There’s nothing inside.
* * *
While I was going through my folder of campaign brochures, I came
across, again, the infamous car crash piece put out for the Mayne and David Stein
Council campaigns. The brochures were both produced by something called the "Pro-Choice
Voter Alliance." They show a picture of the mutilated car in which U’Kendra
Johnson was riding, next to the car driven by Eric Crawford, apparently taken at
the scene of the accident last February.
This is the only print photo of the crash scene that’s ever been
made public. And that got me to wondering…who took the picture, and how did it get
into the hands of the "Pro-Choice Voter Alliance"? If it was taken by a
news photographer, how come it never made it into any of the local papers?
Just a thought.
* * *
It’s gotta be spring. The creek beside our house has suddenly come
alive again.
At the coming of the rains last week a lone frog set up shop in
the bushes beside the bank, piping out her evening song. By the next day her relatives
had begun arriving. Before week’s end they had a regular camp meeting going, so loud
you had to close the doors to hear the television.
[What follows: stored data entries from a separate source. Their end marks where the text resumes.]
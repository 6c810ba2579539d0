//! Connection Manager
//!
//! Owns the live channel lifecycle and the fallback poller.
//!
//! ```text
//!   Disconnected --start()--> Connecting --handshake ok--> Connected
//!        ^                     |     ^                         |
//!        |              failure|     |retry timer         drop |
//!        |                     v     |                         |
//!        +-------stop()---- Reconnecting <---------------------+
//! ```
//!
//! `stop()` is valid from every state. Two timers are owned here and nowhere
//! else: the retry timer, which exists only while Reconnecting, and the poll
//! timer, which exists exactly while polling is enabled and the state is not
//! Connected.

use std::cell::{Cell, RefCell};
use std::fmt;
use std::rc::{Rc, Weak};

use insight_shared::{Command, Message, MessageKind, COMMAND_DESTINATION};
use serde::{Deserialize, Serialize};

use super::dispatcher::UpdateDispatcher;
use crate::client::{ChannelError, ChannelEvent, InsightApi, LiveChannel};
use crate::notifications::{NotificationQueue, Severity};
use crate::runtime::{Scheduler, TimerHandle};

/// Live channel state
#[derive(Debug, Clone, Copy, PartialEq, Eq, Hash, Serialize, Deserialize)]
#[serde(rename_all = "lowercase")]
pub enum ConnectionState {
    Disconnected,
    Connecting,
    Connected,
    Reconnecting,
}

impl ConnectionState {
    pub fn as_str(self) -> &'static str {
        match self {
            ConnectionState::Disconnected => "disconnected",
            ConnectionState::Connecting => "connecting",
            ConnectionState::Connected => "connected",
            ConnectionState::Reconnecting => "reconnecting",
        }
    }

    /// Whether fresh data only arrives through polling in this state
    pub fn is_degraded(self) -> bool {
        self != ConnectionState::Connected
    }
}

impl fmt::Display for ConnectionState {
    fn fmt(&self, f: &mut fmt::Formatter<'_>) -> fmt::Result {
        f.write_str(self.as_str())
    }
}

/// Receives every state transition
pub type StateListener = Rc<dyn Fn(ConnectionState)>;

/// A topic registered on every successful connect
#[derive(Debug, Clone, Copy, PartialEq, Eq)]
pub struct Subscription {
    pub topic: &'static str,
    /// The only message kind accepted on `topic`
    pub kind: MessageKind,
}

/// Collaborators and timings of a [`ConnectionManager`]
pub struct ConnectionDeps {
    pub channel: Rc<dyn LiveChannel>,
    pub api: InsightApi,
    pub dispatcher: UpdateDispatcher,
    pub notifications: NotificationQueue,
    pub scheduler: Rc<dyn Scheduler>,
    pub reconnect_delay_ms: u32,
    pub poll_interval_ms: u32,
}

struct Shared {
    deps: ConnectionDeps,
    subscriptions: Vec<Subscription>,
    state: Cell<ConnectionState>,
    /// Bumped on every connect attempt and on teardown; events tagged with
    /// an older epoch are stale
    epoch: Cell<u64>,
    polling_enabled: Cell<bool>,
    retry: RefCell<Option<TimerHandle>>,
    poller: RefCell<Option<TimerHandle>>,
    listeners: RefCell<Vec<StateListener>>,
}

/// Handle to the connection lifecycle; clones share the same connection
#[derive(Clone)]
pub struct ConnectionManager {
    shared: Rc<Shared>,
}

impl ConnectionManager {
    /// Create a manager in the Disconnected state with polling disabled
    pub fn new(deps: ConnectionDeps) -> Self {
        let subscriptions = MessageKind::ROUTES
            .iter()
            .map(|&(kind, topic)| Subscription { topic, kind })
            .collect();

        Self {
            shared: Rc::new(Shared {
                deps,
                subscriptions,
                state: Cell::new(ConnectionState::Disconnected),
                epoch: Cell::new(0),
                polling_enabled: Cell::new(false),
                retry: RefCell::new(None),
                poller: RefCell::new(None),
                listeners: RefCell::new(Vec::new()),
            }),
        }
    }

    fn from_weak(weak: &Weak<Shared>) -> Option<Self> {
        weak.upgrade().map(|shared| Self { shared })
    }

    pub fn state(&self) -> ConnectionState {
        self.shared.state.get()
    }

    pub fn is_connected(&self) -> bool {
        self.state() == ConnectionState::Connected
    }

    /// Whether the fallback poller is currently scheduled
    pub fn is_polling(&self) -> bool {
        self.shared.poller.borrow().is_some()
    }

    /// Whether a reconnect attempt is scheduled
    pub fn retry_pending(&self) -> bool {
        self.shared.retry.borrow().is_some()
    }

    pub fn subscriptions(&self) -> &[Subscription] {
        &self.shared.subscriptions
    }

    /// Register a listener called after every state transition
    pub fn on_state_change(&self, listener: StateListener) {
        self.shared.listeners.borrow_mut().push(listener);
    }

    /// Open the live channel; a no-op unless Disconnected
    pub fn start(&self) {
        if self.state() != ConnectionState::Disconnected {
            tracing::debug!("start() ignored in state {}", self.state());
            return;
        }
        self.connect();
    }

    /// Close the live channel and cancel any pending reconnect
    ///
    /// Polling is left as configured by
    /// [`pause_polling`](Self::pause_polling)/[`resume_polling`](Self::resume_polling).
    pub fn stop(&self) {
        self.shared.epoch.set(self.shared.epoch.get() + 1);

        let retry = self.shared.retry.borrow_mut().take();
        drop(retry);

        if self.state() != ConnectionState::Disconnected {
            tracing::info!("Stopping real-time connection");
            self.shared.deps.channel.disconnect();
        }
        self.set_state(ConnectionState::Disconnected);
    }

    /// Cancel the poll timer until [`resume_polling`](Self::resume_polling)
    pub fn pause_polling(&self) {
        self.shared.polling_enabled.set(false);
        self.sync_poller();
    }

    /// Poll whenever the channel is not Connected
    pub fn resume_polling(&self) {
        self.shared.polling_enabled.set(true);
        self.sync_poller();
    }

    /// Publish a command on the live channel
    pub fn send_command(&self, command: Command) -> Result<(), ChannelError> {
        if !self.is_connected() {
            return Err(ChannelError::NotConnected);
        }
        tracing::debug!("Sending command {:?}", command);
        self.shared
            .deps
            .channel
            .send(COMMAND_DESTINATION, &command.to_json())
    }

    fn connect(&self) {
        let epoch = self.shared.epoch.get() + 1;
        self.shared.epoch.set(epoch);
        self.set_state(ConnectionState::Connecting);

        let weak = Rc::downgrade(&self.shared);
        self.shared.deps.channel.connect(Rc::new(move |event: ChannelEvent| {
            if let Some(manager) = ConnectionManager::from_weak(&weak) {
                manager.on_event(epoch, event);
            }
        }));
    }

    fn on_event(&self, epoch: u64, event: ChannelEvent) {
        if epoch != self.shared.epoch.get() {
            tracing::debug!("Ignoring stale channel event {:?}", event);
            return;
        }

        match (self.state(), event) {
            (ConnectionState::Connecting, ChannelEvent::Connected) => self.on_connected(epoch),
            (ConnectionState::Connecting, ChannelEvent::Error(e)) => {
                tracing::error!("Real-time connection failed: {}", e);
                self.enter_reconnecting();
                self.shared.deps.notifications.toast(
                    format!(
                        "Real-time connection failed, retrying in {}s",
                        self.shared.deps.reconnect_delay_ms / 1000
                    ),
                    Severity::Error,
                );
            }
            (ConnectionState::Connected, ChannelEvent::Error(e)) => {
                tracing::warn!("Real-time connection lost: {}", e);
                self.enter_reconnecting();
                self.shared.deps.notifications.toast(
                    "Real-time connection lost, falling back to polling",
                    Severity::Warning,
                );
            }
            (state, event) => {
                tracing::debug!("Ignoring {:?} in state {}", event, state);
            }
        }
    }

    fn on_connected(&self, epoch: u64) {
        self.set_state(ConnectionState::Connected);

        let retry = self.shared.retry.borrow_mut().take();
        drop(retry);

        for subscription in &self.shared.subscriptions {
            let weak = Rc::downgrade(&self.shared);
            let topic = subscription.topic;
            let handler = Rc::new(move |body: &str| {
                let Some(manager) = ConnectionManager::from_weak(&weak) else {
                    return;
                };
                if manager.shared.epoch.get() != epoch {
                    tracing::debug!("Ignoring message from a closed connection on {}", topic);
                    return;
                }
                manager.shared.deps.dispatcher.dispatch_raw(topic, body);
            });

            if let Err(e) = self.shared.deps.channel.subscribe(topic, handler) {
                tracing::warn!("Failed to subscribe to {}: {}", topic, e);
            }
        }

        tracing::info!("Real-time connection established");
        self.shared
            .deps
            .notifications
            .toast("Real-time connection established", Severity::Success);
    }

    /// Tear down the failed attempt, fall back to polling and schedule a retry
    fn enter_reconnecting(&self) {
        self.shared.epoch.set(self.shared.epoch.get() + 1);
        self.set_state(ConnectionState::Reconnecting);
        self.shared.deps.channel.disconnect();
        self.schedule_retry();
    }

    fn schedule_retry(&self) {
        let previous = self.shared.retry.borrow_mut().take();
        drop(previous);

        let delay = self.shared.deps.reconnect_delay_ms;
        tracing::info!("Reconnecting in {}ms", delay);

        let weak = Rc::downgrade(&self.shared);
        let retry = self.shared.deps.scheduler.timeout(
            delay,
            Box::new(move || {
                if let Some(manager) = ConnectionManager::from_weak(&weak) {
                    manager.retry_now();
                }
            }),
        );
        *self.shared.retry.borrow_mut() = Some(retry);
    }

    fn retry_now(&self) {
        let fired = self.shared.retry.borrow_mut().take();
        drop(fired);

        if self.state() == ConnectionState::Reconnecting {
            self.connect();
        }
    }

    fn set_state(&self, state: ConnectionState) {
        let previous = self.shared.state.replace(state);
        if previous == state {
            return;
        }
        tracing::debug!("Connection state: {} -> {}", previous, state);

        self.sync_poller();

        let listeners = self.shared.listeners.borrow().clone();
        for listener in listeners {
            listener(state);
        }
    }

    /// Start or cancel the poll timer to match the current state
    fn sync_poller(&self) {
        let wanted = self.shared.polling_enabled.get() && self.state().is_degraded();
        let running = self.is_polling();

        if wanted && !running {
            let period = self.shared.deps.poll_interval_ms;
            tracing::debug!("Starting fallback polling every {}ms", period);

            let weak = Rc::downgrade(&self.shared);
            let poller = self.shared.deps.scheduler.interval(
                period,
                Box::new(move || {
                    if let Some(manager) = ConnectionManager::from_weak(&weak) {
                        manager.poll_once();
                    }
                }),
            );
            *self.shared.poller.borrow_mut() = Some(poller);
        } else if !wanted && running {
            tracing::debug!("Stopping fallback polling");
            let poller = self.shared.poller.borrow_mut().take();
            drop(poller);
        }
    }

    fn poll_once(&self) {
        let api = self.shared.deps.api.clone();
        let dispatcher = self.shared.deps.dispatcher.clone();

        self.shared.deps.scheduler.spawn(Box::pin(async move {
            match api.realtime_stats().await {
                Ok(data) => dispatcher.dispatch(&Message::stats(data)),
                Err(e) => tracing::error!("Polling update failed: {}", e),
            }
        }));
    }
}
The mallard duck is back, too. Last summer he lost his mate, so
he went off this winter and found another. Lucky duck. They spent one morning bobbing
in the little pool just across from our apartment, watching a squirrel and a couple
of crows get into an argument. Don’t know what the argument was about but it was
definitely an Oakland argument…a lot of fur and feathers raised, and hopping about,
and cackling back and forth. Squirrels are tough, but nothing beats a crow for talking
smack. Like Ken Kesey said in "Sometimes A Great Notion": "From the
tops of the firs they would swoop, laughing with a sort of pitiless amusement at
the lesser birds… They reminded her of the magpies…but she thought there must be
more to it than just that. Magpies were, all in all, rather silly birds. The crows,
for all their raucous laughter, never seemed silly. … [W]in or lose, the crows always
laughed—the hard, old jaded laughter that came of looking at the world with a black
and practiced eye." Yes, Oakland kind of folks.
The Alameda County folks are holding a little ritual with our creek.
Every couple of months, the maintenance fellows come around with their mowers and
machetes and cut down every single bit of vegetation from the creek bank…grass, bushes,
and all…until it is mud-flat bare. Who knows why? When the rain comes, it washes
progressive chunks of the open creek bank down into the water. Now comes a county
creek expert with his pads and pencils and maps, conducting a study on…you guessed
it…how to stop erosion along Alameda County creek banks.
Spring in Oakland. Yes, indeed.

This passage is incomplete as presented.